▶ **RECORDS FOR PROCESSING**
//! # Artwork Repository
//!
//! Database operations for artwork listings.
//!
//! ## Pricing on Save
//! ```text
//! ┌─────────────────────────────────────────────────────────────────────────┐
//! │                     create() / update()                                 │
//! │                                                                         │
//! │  NewArtwork (form) ──► validate() ──► category_id ──► CategoryRecord   │
//! │                                                            │            │
//! │                                              pricing_category()         │
//! │                                                            │            │
//! │                                                            ▼            │
//! │                          compute_price(size, time, color, base, frame) │
//! │                                                            │            │
//! │                                                            ▼            │
//! │                                           artworks.price column         │
//! └─────────────────────────────────────────────────────────────────────────┘
//! ```
//!
//! The stored price is never taken from the caller. Every write path runs
//! the pricing engine again, so a listing always shows the price its current
//! attributes produce.
//!
//! ## Listings
//! All listings are newest first and paginated with [`Page`]. Searching
//! matches the artwork name as a substring; `%` and `_` in the keyword match
//! literally.

use chrono::Utc;
use sqlx::SqlitePool;
use tracing::{debug, info, warn};
use uuid::Uuid;

use crate::error::{DbError, DbResult};
use artbid_core::validation::validate_search_keyword;
use artbid_core::{compute_price, Artwork, CategoryRecord, NewArtwork, Page};

/// Columns selected for every [`Artwork`] read, joined with the category name.
const ARTWORK_SELECT: &str = r#"
    SELECT a.id, a.name, a.base, a.color, a.date_posted, a.size, a.frame,
           a.time, a.image_file, a.user_id, a.category_id,
           c.name AS category_name, a.price
    FROM artworks a
    INNER JOIN categories c ON c.id = a.category_id
"#;

/// Repository for artwork database operations.
#[derive(Debug, Clone)]
pub struct ArtworkRepository {
    pool: SqlitePool,
}
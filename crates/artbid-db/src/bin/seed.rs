//! # Seed Data Generator
//!
//! Rebuilds a development database with default accounts, the three priced
//! categories, random artworks and random bids.
//!
//! ## Usage
//! ```bash
//! # Fresh database at $ARTBID_DATABASE_PATH (or ./artbid.db)
//! cargo run -p artbid-db --bin seed
//!
//! # Custom amounts and path
//! cargo run -p artbid-db --bin seed -- --db ./data/artbid.db --artworks 500 --bids 2000
//!
//! # Add to an existing database instead of starting over
//! cargo run -p artbid-db --bin seed -- --keep
//! ```
//!
//! ## Default Accounts
//! | Username       | Email            | Password |
//! |----------------|------------------|----------|
//! | Default        | default@test.com | testing  |
//! | Default Second | second@test.com  | testing2 |
//! | Default Third  | third@test.com   | testing3 |
//!
//! ## Generated Data
//! - Artworks: base 1-3, color 0-10, time 1-80 h, size 1-10, frame 1-2,
//!   posted up to ~161 days ago, priced by the pricing engine
//! - Bids: uniform in `[suggested price, 700,000]` on a random artwork

use std::path::{Path, PathBuf};
use std::time::Instant;

use anyhow::{Context, Result};
use artbid_db::seed::{seed, SeedOptions};
use artbid_db::{Database, DbConfig};
use clap::Parser;
use rand::rngs::StdRng;
use rand::SeedableRng;
use tracing::info;
use tracing_subscriber::EnvFilter;

#[derive(Parser)]
#[command(name = "seed")]
#[command(about = "Rebuild the Artbid development database with sample data")]
struct Args {
    /// Database file path (defaults to $ARTBID_DATABASE_PATH or ./artbid.db)
    #[arg(short, long)]
    db: Option<PathBuf>,

    /// Number of random artworks
    #[arg(short, long, default_value_t = 100)]
    artworks: usize,

    /// Number of random bids
    #[arg(short, long, default_value_t = 100)]
    bids: usize,

    /// Keep the existing database file and add to it
    #[arg(long)]
    keep: bool,
}

#[tokio::main]
async fn main() -> Result<()> {
    let filter = EnvFilter::try_from_default_env().unwrap_or_else(|_| EnvFilter::new("info"));
    tracing_subscriber::fmt().with_env_filter(filter).with_target(false).init();

    let args = Args::parse();

    let config = match args.db {
        Some(path) => DbConfig::new(path),
        None => DbConfig::from_env().context("invalid database configuration")?,
    };

    if !args.keep {
        remove_database(&config.database_path)?;
    }

    let db = Database::new(config).await.context("failed to open database")?;
    info!("Migrations applied");

    let start = Instant::now();
    let mut rng = StdRng::from_entropy();

    let options = SeedOptions {
        artworks: args.artworks,
        bids: args.bids,
    };
    let report = seed(&db, &mut rng, options).await.context("seeding failed")?;

    info!(
        users = report.users.len(),
        categories = report.categories.len(),
        artworks = report.artworks.len(),
        bids = report.bids,
        elapsed = ?start.elapsed(),
        "Database created successfully"
    );

    db.close().await;
    Ok(())
}

/// Deletes the database file and its WAL companions, if present.
fn remove_database(path: &Path) -> Result<()> {
    if !path.exists() {
        info!(path = %path.display(), "No previous database file found");
        return Ok(());
    }

    std::fs::remove_file(path)
        .with_context(|| format!("failed to remove {}", path.display()))?;

    for suffix in ["-wal", "-shm"] {
        let mut companion = path.as_os_str().to_owned();
        companion.push(suffix);
        let companion = PathBuf::from(companion);
        if companion.exists() {
            std::fs::remove_file(&companion)
                .with_context(|| format!("failed to remove {}", companion.display()))?;
        }
    }

    info!(path = %path.display(), "Previous database file removed");
    Ok(())
}
//! # User Repository
//!
//! Database operations for marketplace accounts.
//!
//! ## Registration Flow
//! ```text
//! NewUser (form)
//!      │
//!      ▼
//! validate() ── username 2-20, email shape, passwords match
//!      │
//!      ▼
//! username / email free? ── no → UniqueViolation
//!      │
//!      ▼
//! argon2 hash ──► INSERT INTO users
//! ```
//!
//! Passwords are only ever stored as argon2 PHC strings. Sessions and login
//! cookies are the web layer's business; this module only answers "do these
//! credentials belong to a user".

use argon2::password_hash::rand_core::OsRng;
use argon2::password_hash::SaltString;
use argon2::{Argon2, PasswordHash, PasswordHasher, PasswordVerifier};
use sqlx::SqlitePool;
use tracing::{debug, warn};
use uuid::Uuid;

use crate::error::{DbError, DbResult};
use artbid_core::{NewUser, ProfileUpdate, User, DEFAULT_IMAGE_FILE};

/// Repository for user database operations.
#[derive(Debug, Clone)]
pub struct UserRepository {
    pool: SqlitePool,
}

impl UserRepository {
    /// Creates a new UserRepository.
    pub fn new(pool: SqlitePool) -> Self {
        UserRepository { pool }
    }

    /// Registers a new account.
    ///
    /// ## Returns
    /// * `Ok(User)` - The stored user
    /// * `Err(DbError::Domain)` - Form validation failed
    /// * `Err(DbError::UniqueViolation)` - Username or email is taken
    pub async fn register(&self, new_user: &NewUser) -> DbResult<User> {
        new_user.validate()?;

        let username = new_user.username.trim();
        let email = new_user.email.trim();

        if self.get_by_username(username).await?.is_some() {
            warn!(username = %username, "Registration rejected: username taken");
            return Err(DbError::duplicate("username", username));
        }
        if self.get_by_email(email).await?.is_some() {
            warn!(email = %email, "Registration rejected: email taken");
            return Err(DbError::duplicate("email", email));
        }

        let user = User {
            id: Uuid::new_v4().to_string(),
            username: username.to_string(),
            email: email.to_string(),
            image_file: DEFAULT_IMAGE_FILE.to_string(),
            password_hash: hash_password(&new_user.password)?,
        };

        self.insert(&user).await?;
        Ok(user)
    }

    /// Inserts a fully formed user (password already hashed).
    ///
    /// Used by the seeder; the web layer goes through [`Self::register`].
    pub async fn insert(&self, user: &User) -> DbResult<()> {
        debug!(id = %user.id, username = %user.username, "Inserting user");

        sqlx::query(
            r#"
            INSERT INTO users (id, username, email, image_file, password_hash)
            VALUES (?1, ?2, ?3, ?4, ?5)
            "#,
        )
        .bind(&user.id)
        .bind(&user.username)
        .bind(&user.email)
        .bind(&user.image_file)
        .bind(&user.password_hash)
        .execute(&self.pool)
        .await?;

        Ok(())
    }

    pub async fn get_by_id(&self, id: &str) -> DbResult<Option<User>> {
        let user = sqlx::query_as::<_, User>(
            r#"
            SELECT id, username, email, image_file, password_hash
            FROM users
            WHERE id = ?1
            "#,
        )
        .bind(id)
        .fetch_optional(&self.pool)
        .await?;

        Ok(user)
    }

    pub async fn get_by_email(&self, email: &str) -> DbResult<Option<User>> {
        let user = sqlx::query_as::<_, User>(
            r#"
            SELECT id, username, email, image_file, password_hash
            FROM users
            WHERE email = ?1
            "#,
        )
        .bind(email.trim())
        .fetch_optional(&self.pool)
        .await?;

        Ok(user)
    }

    pub async fn get_by_username(&self, username: &str) -> DbResult<Option<User>> {
        let user = sqlx::query_as::<_, User>(
            r#"
            SELECT id, username, email, image_file, password_hash
            FROM users
            WHERE username = ?1
            "#,
        )
        .bind(username.trim())
        .fetch_optional(&self.pool)
        .await?;

        Ok(user)
    }

    /// Checks a login attempt.
    ///
    /// ## Returns
    /// * `Ok(Some(User))` - Email exists and the password matches
    /// * `Ok(None)` - Unknown email or wrong password (indistinguishable)
    pub async fn verify_credentials(&self, email: &str, password: &str) -> DbResult<Option<User>> {
        let Some(user) = self.get_by_email(email).await? else {
            debug!("Login failed: unknown email");
            return Ok(None);
        };

        if verify_password(password, &user.password_hash) {
            Ok(Some(user))
        } else {
            debug!(user_id = %user.id, "Login failed: wrong password");
            Ok(None)
        }
    }

    /// Applies the account form.
    ///
    /// A changed username or email must not belong to anybody else. The
    /// picture is only replaced when the form carries a new one.
    pub async fn update_profile(&self, user_id: &str, update: &ProfileUpdate) -> DbResult<User> {
        update.validate()?;

        let mut user = self
            .get_by_id(user_id)
            .await?
            .ok_or_else(|| DbError::not_found("User", user_id))?;

        let username = update.username.trim();
        let email = update.email.trim();

        if username != user.username && self.get_by_username(username).await?.is_some() {
            return Err(DbError::duplicate("username", username));
        }
        if email != user.email && self.get_by_email(email).await?.is_some() {
            return Err(DbError::duplicate("email", email));
        }

        user.username = username.to_string();
        user.email = email.to_string();
        if let Some(image_file) = &update.image_file {
            user.image_file = image_file.clone();
        }

        debug!(id = %user.id, "Updating profile");

        sqlx::query(
            r#"
            UPDATE users SET
                username = ?2,
                email = ?3,
                image_file = ?4
            WHERE id = ?1
            "#,
        )
        .bind(&user.id)
        .bind(&user.username)
        .bind(&user.email)
        .bind(&user.image_file)
        .execute(&self.pool)
        .await?;

        Ok(user)
    }

    pub async fn count(&self) -> DbResult<i64> {
        let count: i64 = sqlx::query_scalar("SELECT COUNT(*) FROM users")
            .fetch_one(&self.pool)
            .await?;

        Ok(count)
    }
}

/// Hashes a password for storage.
pub fn hash_password(password: &str) -> DbResult<String> {
    let salt = SaltString::generate(&mut OsRng);

    let hash = Argon2::default()
        .hash_password(password.as_bytes(), &salt)
        .map_err(|e| DbError::Internal(format!("Failed to hash password: {}", e)))?;

    Ok(hash.to_string())
}

/// Verifies a password against a stored hash. Malformed hashes never match.
pub fn verify_password(password: &str, hash: &str) -> bool {
    let Ok(parsed_hash) = PasswordHash::new(hash) else {
        return false;
    };

    Argon2::default()
        .verify_password(password.as_bytes(), &parsed_hash)
        .is_ok()
}

#[cfg(test)]
mod tests {
    use super::*;
    use crate::{Database, DbConfig};

    fn form(username: &str, email: &str) -> NewUser {
        NewUser {
            username: username.to_string(),
            email: email.to_string(),
            password: "testing".to_string(),
            confirm_password: "testing".to_string(),
        }
    }

    async fn repo() -> UserRepository {
        Database::new(DbConfig::in_memory()).await.unwrap().users()
    }

    #[tokio::test]
    async fn test_register_and_login() {
        let users = repo().await;

        let user = users.register(&form("Default", "default@test.com")).await.unwrap();
        assert_eq!(user.image_file, DEFAULT_IMAGE_FILE);
        assert_ne!(user.password_hash, "testing");

        let found = users
            .verify_credentials("default@test.com", "testing")
            .await
            .unwrap()
            .unwrap();
        assert_eq!(found.id, user.id);

        assert!(users
            .verify_credentials("default@test.com", "wrong")
            .await
            .unwrap()
            .is_none());
        assert!(users
            .verify_credentials("nobody@test.com", "testing")
            .await
            .unwrap()
            .is_none());
    }

    #[tokio::test]
    async fn test_register_rejects_taken_username_and_email() {
        let users = repo().await;
        users.register(&form("Default", "default@test.com")).await.unwrap();

        let err = users
            .register(&form("Default", "other@test.com"))
            .await
            .unwrap_err();
        assert!(matches!(err, DbError::UniqueViolation { ref field, .. } if field == "username"));

        let err = users
            .register(&form("Someone", "default@test.com"))
            .await
            .unwrap_err();
        assert!(matches!(err, DbError::UniqueViolation { ref field, .. } if field == "email"));

        assert_eq!(users.count().await.unwrap(), 1);
    }

    #[tokio::test]
    async fn test_register_validates_form() {
        let users = repo().await;

        let err = users.register(&form("D", "default@test.com")).await.unwrap_err();
        assert!(err.is_validation());

        let mut mismatched = form("Default", "default@test.com");
        mismatched.confirm_password = "testing2".to_string();
        assert!(users.register(&mismatched).await.unwrap_err().is_validation());

        assert_eq!(users.count().await.unwrap(), 0);
    }

    #[tokio::test]
    async fn test_update_profile() {
        let users = repo().await;
        let first = users.register(&form("Default", "default@test.com")).await.unwrap();
        users.register(&form("Default Second", "second@test.com")).await.unwrap();

        // Keeping your own username and email is not a conflict
        let same = ProfileUpdate {
            username: "Default".to_string(),
            email: "default@test.com".to_string(),
            image_file: Some("7798432669b8b3ac.jpg".to_string()),
        };
        let updated = users.update_profile(&first.id, &same).await.unwrap();
        assert_eq!(updated.image_file, "7798432669b8b3ac.jpg");

        let taken = ProfileUpdate {
            username: "Default Second".to_string(),
            email: "default@test.com".to_string(),
            image_file: None,
        };
        assert!(matches!(
            users.update_profile(&first.id, &taken).await,
            Err(DbError::UniqueViolation { .. })
        ));

        let renamed = ProfileUpdate {
            username: "Renamed".to_string(),
            email: "renamed@test.com".to_string(),
            image_file: None,
        };
        users.update_profile(&first.id, &renamed).await.unwrap();

        let stored = users.get_by_id(&first.id).await.unwrap().unwrap();
        assert_eq!(stored.username, "Renamed");
        assert_eq!(stored.email, "renamed@test.com");
        assert_eq!(stored.image_file, "7798432669b8b3ac.jpg");

        assert!(matches!(
            users.update_profile("missing", &renamed).await,
            Err(DbError::NotFound { .. })
        ));
    }

    #[test]
    fn test_password_hashing() {
        let hash = hash_password("testing3").unwrap();
        assert!(verify_password("testing3", &hash));
        assert!(!verify_password("testing", &hash));
        assert!(!verify_password("testing3", "not-a-phc-string"));
    }
}
//! # Database Error Types
//!
//! Error types for database operations.
//!
//! ## Error Flow
//! ```text
//! ┌─────────────────────────────────────────────────────────────────────────┐
//! │                    Error Propagation                                    │
//! │                                                                         │
//! │  SQLite Error (sqlx::Error)      CoreError / ValidationError           │
//! │       │                                   │                             │
//! │       ▼                                   ▼                             │
//! │  DbError (this module) ← Adds context and categorization               │
//! │       │                                                                 │
//! │       ▼                                                                 │
//! │  Web layer maps to 404 / 403 / 409 / 422 / 500                         │
//! │                                                                         │
//! └─────────────────────────────────────────────────────────────────────────┘
//! ```

use artbid_core::{CoreError, ValidationError};
use thiserror::Error;

/// Database operation errors.
#[derive(Debug, Error)]
pub enum DbError {
    /// Entity not found in database.
    ///
    /// ## When This Occurs
    /// - `fetch_one` returns no rows
    /// - ID, username or category doesn't exist
    #[error("{entity} not found: {id}")]
    NotFound { entity: String, id: String },

    /// Unique constraint violation.
    ///
    /// ## When This Occurs
    /// - Registering a taken username or email
    /// - Inserting a duplicate category name
    #[error("Duplicate {field}: '{value}' already exists")]
    UniqueViolation { field: String, value: String },

    /// Foreign key constraint violation.
    ///
    /// ## When This Occurs
    /// - Artwork pointing at a non-existent user or category
    /// - Bid pointing at a non-existent artwork
    #[error("Foreign key violation: {message}")]
    ForeignKeyViolation { message: String },

    /// Business rule or form validation failure.
    #[error(transparent)]
    Domain(#[from] CoreError),

    /// Database connection failed.
    #[error("Connection failed: {0}")]
    ConnectionFailed(String),

    /// Migration failed.
    #[error("Migration failed: {0}")]
    MigrationFailed(String),

    /// Query execution failed.
    #[error("Query failed: {0}")]
    QueryFailed(String),

    /// Beginning or committing a transaction failed.
    #[error("Transaction failed: {0}")]
    TransactionFailed(String),

    /// Pool exhausted (all connections in use).
    #[error("Connection pool exhausted")]
    PoolExhausted,

    /// Internal database error.
    #[error("Internal database error: {0}")]
    Internal(String),
}

impl DbError {
    /// Creates a NotFound error for a given entity type and ID.
    pub fn not_found(entity: impl Into<String>, id: impl Into<String>) -> Self {
        DbError::NotFound {
            entity: entity.into(),
            id: id.into(),
        }
    }

    /// Creates a UniqueViolation error.
    pub fn duplicate(field: impl Into<String>, value: impl Into<String>) -> Self {
        DbError::UniqueViolation {
            field: field.into(),
            value: value.into(),
        }
    }

    /// Wraps a failure to begin or commit a transaction.
    ///
    /// Statement errors inside the transaction keep their own
    /// classification through `From<sqlx::Error>`.
    pub fn transaction(err: sqlx::Error) -> Self {
        DbError::TransactionFailed(err.to_string())
    }

    /// True when the error is a form validation failure.
    pub fn is_validation(&self) -> bool {
        matches!(self, DbError::Domain(CoreError::Validation(_)))
    }

    /// True when the acting user may not change the record.
    pub fn is_forbidden(&self) -> bool {
        matches!(self, DbError::Domain(CoreError::NotArtworkOwner { .. }))
    }
}

impl From<ValidationError> for DbError {
    fn from(err: ValidationError) -> Self {
        DbError::Domain(CoreError::Validation(err))
    }
}

/// Convert sqlx errors to DbError.
///
/// ## Error Mapping
/// ```text
/// sqlx::Error::RowNotFound    → DbError::NotFound
/// sqlx::Error::Database       → Analyze message for constraint type
/// sqlx::Error::PoolTimedOut   → DbError::PoolExhausted
/// Other                       → DbError::Internal
/// ```
impl From<sqlx::Error> for DbError {
    fn from(err: sqlx::Error) -> Self {
        match err {
            sqlx::Error::RowNotFound => DbError::not_found("Record", "unknown"),

            sqlx::Error::Database(db_err) => {
                let msg = db_err.message();

                // "UNIQUE constraint failed: <table>.<column>"
                // "FOREIGN KEY constraint failed"
                if let Some(field) = msg.strip_prefix("UNIQUE constraint failed: ") {
                    DbError::UniqueViolation {
                        field: field.to_string(),
                        value: "unknown".to_string(),
                    }
                } else if msg.contains("FOREIGN KEY constraint failed") {
                    DbError::ForeignKeyViolation {
                        message: msg.to_string(),
                    }
                } else {
                    DbError::QueryFailed(msg.to_string())
                }
            }

            sqlx::Error::PoolTimedOut => DbError::PoolExhausted,

            sqlx::Error::PoolClosed => DbError::ConnectionFailed("Pool is closed".to_string()),

            _ => DbError::Internal(err.to_string()),
        }
    }
}

impl From<sqlx::migrate::MigrateError> for DbError {
    fn from(err: sqlx::migrate::MigrateError) -> Self {
        DbError::MigrationFailed(err.to_string())
    }
}

/// Result type for database operations.
pub type DbResult<T> = Result<T, DbError>;

#[cfg(test)]
mod tests {
    use super::*;

    #[test]
    fn test_validation_errors_are_domain_errors() {
        let err: DbError = ValidationError::Required {
            field: "name".to_string(),
        }
        .into();
        assert!(err.is_validation());
        assert_eq!(err.to_string(), "Validation error: name is required");
    }

    #[test]
    fn test_transaction_failures_are_their_own_kind() {
        let err = DbError::transaction(sqlx::Error::PoolClosed);
        assert!(matches!(err, DbError::TransactionFailed(_)));
        assert!(err.to_string().starts_with("Transaction failed: "));

        // Outside a transaction boundary the same error is a connection failure
        let err: DbError = sqlx::Error::PoolClosed.into();
        assert!(matches!(err, DbError::ConnectionFailed(_)));
    }

    #[test]
    fn test_row_not_found_maps_to_not_found() {
        let err: DbError = sqlx::Error::RowNotFound.into();
        assert!(matches!(err, DbError::NotFound { .. }));
    }
}
//! # Error Types
//!
//! Domain-specific error types for artbid-core.
//!
//! ## Error Hierarchy
//! ```text
//! ┌─────────────────────────────────────────────────────────────────────────┐
//! │                         Error Types                                     │
//! │                                                                         │
//! │  artbid-core errors (this file)                                        │
//! │  ├── CoreError        - Domain rule violations                         │
//! │  └── ValidationError  - Form constraint failures                       │
//! │                                                                         │
//! │  artbid-db errors (separate crate)                                     │
//! │  └── DbError          - Database operation failures                    │
//! │                                                                         │
//! │  Flow: ValidationError → CoreError → DbError → web layer               │
//! └─────────────────────────────────────────────────────────────────────────┘
//! ```
//!
//! The pricing engine itself never returns an error. Only the strict
//! category parse and the marketplace rules around it do.

use thiserror::Error;

// =============================================================================
// Core Error
// =============================================================================

/// Marketplace rule violations.
#[derive(Debug, Error)]
pub enum CoreError {
    /// Category name is not one the pricing engine knows.
    ///
    /// ## When This Occurs
    /// - `"Sculpture".parse::<Category>()`
    /// - Empty category name from an unset form field
    ///
    /// The lenient [`crate::pricing::Category::from_name`] never raises this;
    /// it maps unknown names to `Category::Other`, which prices at zero.
    #[error("Unknown category: '{0}'")]
    UnknownCategory(String),

    /// Someone other than the owner tried to change an artwork.
    #[error("User {user_id} does not own artwork {artwork_id}")]
    NotArtworkOwner { artwork_id: String, user_id: String },

    /// Validation error (wraps ValidationError).
    #[error("Validation error: {0}")]
    Validation(#[from] ValidationError),
}

// =============================================================================
// Validation Error
// =============================================================================

/// Input validation errors.
///
/// These mirror the constraints of the registration, account, artwork and
/// bid forms.
#[derive(Debug, Error, PartialEq, Eq)]
pub enum ValidationError {
    /// A required field is missing or empty.
    #[error("{field} is required")]
    Required { field: String },

    /// Field value is too short.
    #[error("{field} must be at least {min} characters")]
    TooShort { field: String, min: usize },

    /// Field value is too long.
    #[error("{field} must be at most {max} characters")]
    TooLong { field: String, max: usize },

    /// Numeric value is out of range.
    #[error("{field} must be between {min} and {max}")]
    OutOfRange { field: String, min: i64, max: i64 },

    /// Value must be positive.
    #[error("{field} must be positive")]
    MustBePositive { field: String },

    /// Invalid format (e.g., malformed email, mismatched password).
    #[error("{field} has invalid format: {reason}")]
    InvalidFormat { field: String, reason: String },

    /// Value is not in allowed set.
    #[error("{field} must be one of: {allowed:?}")]
    NotAllowed { field: String, allowed: Vec<String> },
}

// =============================================================================
// Result Type Alias
// =============================================================================

/// Convenience type alias for Results with CoreError.
pub type CoreResult<T> = Result<T, CoreError>;

#[cfg(test)]
mod tests {
    use super::*;

    #[test]
    fn test_error_messages() {
        let err = CoreError::UnknownCategory("Sculpture".to_string());
        assert_eq!(err.to_string(), "Unknown category: 'Sculpture'");

        let err = CoreError::NotArtworkOwner {
            artwork_id: "a-1".to_string(),
            user_id: "u-2".to_string(),
        };
        assert_eq!(err.to_string(), "User u-2 does not own artwork a-1");
    }

    #[test]
    fn test_validation_error_messages() {
        let err = ValidationError::TooShort {
            field: "username".to_string(),
            min: 2,
        };
        assert_eq!(err.to_string(), "username must be at least 2 characters");

        let err = ValidationError::OutOfRange {
            field: "size".to_string(),
            min: 1,
            max: 10,
        };
        assert_eq!(err.to_string(), "size must be between 1 and 10");
    }

    #[test]
    fn test_validation_converts_to_core_error() {
        let validation_err = ValidationError::Required {
            field: "name".to_string(),
        };
        let core_err: CoreError = validation_err.into();
        assert!(matches!(core_err, CoreError::Validation(_)));
    }
}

▶ **HOW TO COMPLETE THIS TASK**
After locating the line with "DbError::QueryFailed(msg.to_string())" in the material above, return it and each line after it exactly, ending at the line with "let err = DbError::transaction(sqlx::Error::PoolClosed);".

▶ **WRITTEN SOLUTION**
                    DbError::QueryFailed(msg.to_string())
                }
            }

            sqlx::Error::PoolTimedOut => DbError::PoolExhausted,

            sqlx::Error::PoolClosed => DbError::ConnectionFailed("Pool is closed".to_string()),

            _ => DbError::Internal(err.to_string()),
        }
    }
}

impl From<sqlx::migrate::MigrateError> for DbError {
    fn from(err: sqlx::migrate::MigrateError) -> Self {
        DbError::MigrationFailed(err.to_string())
    }
}

/// Result type for database operations.
pub type DbResult<T> = Result<T, DbError>;

#[cfg(test)]
mod tests {
    use super::*;

    #[test]
    fn test_validation_errors_are_domain_errors() {
        let err: DbError = ValidationError::Required {
            field: "name".to_string(),
        }
        .into();
        assert!(err.is_validation());
        assert_eq!(err.to_string(), "Validation error: name is required");
    }

    #[test]
    fn test_transaction_failures_are_their_own_kind() {
        let err = DbError::transaction(sqlx::Error::PoolClosed);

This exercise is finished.